What do you get when you put four big companies and four startups to do business experiments together? At least understanding on how other companies work, understanding of the strengths and weaknesses of yourself and your company, patience and a lot of empathy.
Six months ago, in March 2017, we kicked of four business experiments with companies who were willing to learn new ways of collaborating and innovating with other companies. The big companies, S-Group, Granlund, Coor and Bonava, wanted to learn about how to work with startup companies that create resource smart products and services. The Peloton Club startups ResQ Club, Fourdeg and Nomenal, as well as pre-startup team Go Far-a-day, were all looking for possibilities to scale up their businesses by collaborating with big companies. We all learned a lot during the business experiments. As a quick list right after the camp, these 5 things raised up:
1) Set your target first. Be honest about your target. As a big company, define first what you need and start searching for possible collaboration partners only after that. As a startup, be honest about the time and resources you have. Time is crucial for startups: define together how much time can be used before you need to have results.
“We have a clear common mission with Fourdeg, but now we need to continue developing our own system for startups collaboration first. Fourdeg could definitely be our partner in the future.”
– Antti Vartiainen, Bonava
2) Create trust between partners. Collaboration is all about trust and chemistry between people. Use time to build trust with your partner by understanding where both parties come from. If there’s lack of trust, it’s important to say it. It’s even more important when selling to a mutual customer.
“Collaboration is all about trust. When you go to a potential customer together, you have to trust each other first.”
– Mikko Ruokojoki, Nomenal
3) Find the right people. People involved in business experiments should have a mandate and power to make decisions, but even more important is to be excited and ready to try something new. Quite often during the collaboration people change e.g. from strategic level to operational people. At that time, make sure to use enough time to communicate the original targets also to the new people.
“It’s always feels like there’s not enough resources. But if the will for collaboration comes from inside, then you will find time.”

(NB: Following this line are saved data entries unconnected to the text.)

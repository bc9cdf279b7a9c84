//! Routing
//!
//! The route table, the guard that decides whether a route may render for
//! the current session, and the navigation bar model.
//!
//! The guard is a pure function over already-resolved session state; it
//! never retries or waits.

use std::fmt;

/// Every view the client exposes
#[derive(Debug, Clone, Copy, PartialEq, Eq, Hash)]
pub enum Route {
    Landing,
    Login,
    Register,
    Dashboard,
    Upload,
    Results,
    HealthMetrics,
    Profile,
}

/// Who may see a route
#[derive(Debug, Clone, Copy, PartialEq, Eq)]
pub enum Access {
    /// Everyone, regardless of session
    Open,
    /// Only visitors without a session (login, register)
    PublicOnly,
    /// Only signed-in users
    Protected,
}

/// The part of the session the guard looks at
#[derive(Debug, Clone, Copy, PartialEq, Eq, Default)]
pub struct AuthStatus {
    pub is_authenticated: bool,
    /// Initial session resolution still running
    pub loading: bool,
}

impl AuthStatus {
    pub fn signed_in() -> Self {
        Self {
            is_authenticated: true,
            loading: false,
        }
    }

    pub fn signed_out() -> Self {
        Self {
            is_authenticated: false,
            loading: false,
        }
    }

    pub fn resolving() -> Self {
        Self {
            is_authenticated: false,
            loading: true,
        }
    }
}

/// Outcome of guarding one route
#[derive(Debug, Clone, Copy, PartialEq, Eq)]
pub enum GuardDecision {
    Render,
    /// Show the spinner until the session resolves
    Loading,
    Redirect(Route),
}

impl Route {
    pub const ALL: [Route; 8] = [
        Route::Landing,
        Route::Login,
        Route::Register,
        Route::Dashboard,
        Route::Upload,
        Route::Results,
        Route::HealthMetrics,
        Route::Profile,
    ];

    pub fn path(&self) -> &'static str {
        match self {
            Route::Landing => "/",
            Route::Login => "/login",
            Route::Register => "/register",
            Route::Dashboard => "/dashboard",
            Route::Upload => "/upload",
            Route::Results => "/results",
            Route::HealthMetrics => "/health-metrics",
            Route::Profile => "/profile",
        }
    }

    pub fn access(&self) -> Access {
        match self {
            Route::Landing => Access::Open,
            Route::Login | Route::Register => Access::PublicOnly,
            Route::Dashboard
            | Route::Upload
            | Route::Results
            | Route::HealthMetrics
            | Route::Profile => Access::Protected,
        }
    }

    pub fn title(&self) -> &'static str {
        match self {
            Route::Landing => "Home",
            Route::Login => "Sign In",
            Route::Register => "Sign Up",
            Route::Dashboard => "Dashboard",
            Route::Upload => "Upload Data",
            Route::Results => "Results",
            Route::HealthMetrics => "Health Metrics",
            Route::Profile => "Profile",
        }
    }

    /// Match a path exactly (a trailing slash is ignored)
    pub fn parse(path: &str) -> Option<Route> {
        let path = path.split(['?', '#']).next().unwrap_or("");
        let trimmed = path.trim_end_matches('/');
        let normalized = if trimmed.is_empty() { "/" } else { trimmed };

        Route::ALL.into_iter().find(|r| r.path() == normalized)
    }
}

impl fmt::Display for Route {
    fn fmt(&self, f: &mut fmt::Formatter<'_>) -> fmt::Result {
        f.write_str(self.path())
    }
}

/// Decide whether `route` renders for `status`.
///
/// While the session is resolving, gated routes show the loading indicator
/// so neither branch flashes before the answer is known.
pub fn guard(route: Route, status: AuthStatus) -> GuardDecision {
    match route.access() {
        Access::Open => GuardDecision::Render,
        _ if status.loading => GuardDecision::Loading,
        Access::Protected if !status.is_authenticated => GuardDecision::Redirect(Route::Login),
        Access::PublicOnly if status.is_authenticated => GuardDecision::Redirect(Route::Dashboard),
        _ => GuardDecision::Render,
    }
}

/// Where a navigation to a raw path ends up
#[derive(Debug, Clone, PartialEq, Eq)]
pub struct Navigation {
    /// The route finally rendered (or waited on)
    pub route: Route,
    pub loading: bool,
    /// Redirect hops taken on the way, in order
    pub redirects: Vec<Route>,
}

/// Resolve a path through the route table and the guard, following redirects.
///
/// Unknown paths redirect to `/`.
pub fn navigate(path: &str, status: AuthStatus) -> Navigation {
    let mut redirects = Vec::new();
    let mut route = match Route::parse(path) {
        Some(route) => route,
        None => {
            tracing::debug!(path, "Unmatched path, redirecting to /");
            redirects.push(Route::Landing);
            Route::Landing
        }
    };

    // Login and dashboard are never both redirect targets for the same status
    for _ in 0..Route::ALL.len() {
        match guard(route, status) {
            GuardDecision::Render => break,
            GuardDecision::Loading => {
                return Navigation {
                    route,
                    loading: true,
                    redirects,
                }
            }
            GuardDecision::Redirect(next) => {
                redirects.push(next);
                route = next;
            }
        }
    }

    Navigation {
        route,
        loading: false,
        redirects,
    }
}

// ============================================
// Navigation bar
// ============================================

#[derive(Debug, Clone, Copy, PartialEq, Eq)]
pub struct NavItem {
    pub route: Route,
    pub label: &'static str,
    pub active: bool,
}

/// What the navigation bar shows for a session and current path
#[derive(Debug, Clone, PartialEq, Eq)]
pub struct NavBar {
    /// Where the brand logo links to
    pub brand_target: Route,
    pub items: Vec<NavItem>,
    pub show_logout: bool,
    /// Login / Sign Up buttons
    pub show_auth_links: bool,
}

const MEMBER_LINKS: [(Route, &str); 4] = [
    (Route::Dashboard, "Dashboard"),
    (Route::Upload, "Upload Data"),
    (Route::HealthMetrics, "Health Metrics"),
    (Route::Profile, "Profile"),
];

impl NavBar {
    pub fn for_status(status: AuthStatus, current_path: &str) -> Self {
        let current = Route::parse(current_path);

        if status.is_authenticated {
            NavBar {
                brand_target: Route::Dashboard,
                items: MEMBER_LINKS
                    .iter()
                    .map(|(route, label)| NavItem {
                        route: *route,
                        label,
                        active: current == Some(*route),
                    })
                    .collect(),
                show_logout: true,
                show_auth_links: false,
            }
        } else {
            NavBar {
                brand_target: Route::Landing,
                items: Vec::new(),
                show_logout: false,
                show_auth_links: current != Some(Route::Landing),
            }
        }
    }
}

– Tiina Ström-Hakala, Coor
4) Choose what to experiment. An experiment between too companies can be about proof of concept, internal selling, selling together for a common customer, taking part in a competition together or something else. A lean technical experiment is important when the concept is very new. If there already is proof of concept, then experiment can focus on finding a mutual customer. The experiment is good when it has a beginning and an end and both parties agree on the success factors of the experiment.
“Even though experimenting with a mutual customer is important, in certain stage you can also learn a lot from internal experiments. With Go Far-a-day we learnt, that the simpler the experiment is, the more you can learn.”
– Ken Dooley, Granlund
5) Organise regular check-ups. Set a timeline and organise meetings with tangible goals that can be reached. Keep the agreed timeline to respect the time of other people as well. At the end of the experiment, close it and agree on how to move on.
”Facilitators from Demos were important for giving deadlines, not letting the timetable slip and pushing us to have meetings.”
– Markku Makkonen, Fourdeg
In all phases of business experiments, help from an intermediate organisation might be useful. An intermediate organisation can help in defining the targets, by explaining the point of views and cultures of very different companies and by creating a little pressure to keep the agreed timelines. As a next step, the research team of Demos Helsinki and Aalto University will put together all the lessons learned during the experiments to a manual where we present the receipts for the best possible ‘Bees and Trees’ partnerships.
“We have learnt a lot. Be patient, be flexible, be curious. We still have a lot to do with being able to work with even bigger companies.”
– Eero Myller, ResQ Club
Bees and Trees is a part of Tekes’ Cleanweb program kicked off in autumn 2016. The Bees and Trees is tackling the issues and mapping the possibilities for cooperation between small (Bees) and large companies (Trees). It is part of Demos Helsinki’s Peloton Club Accelerator.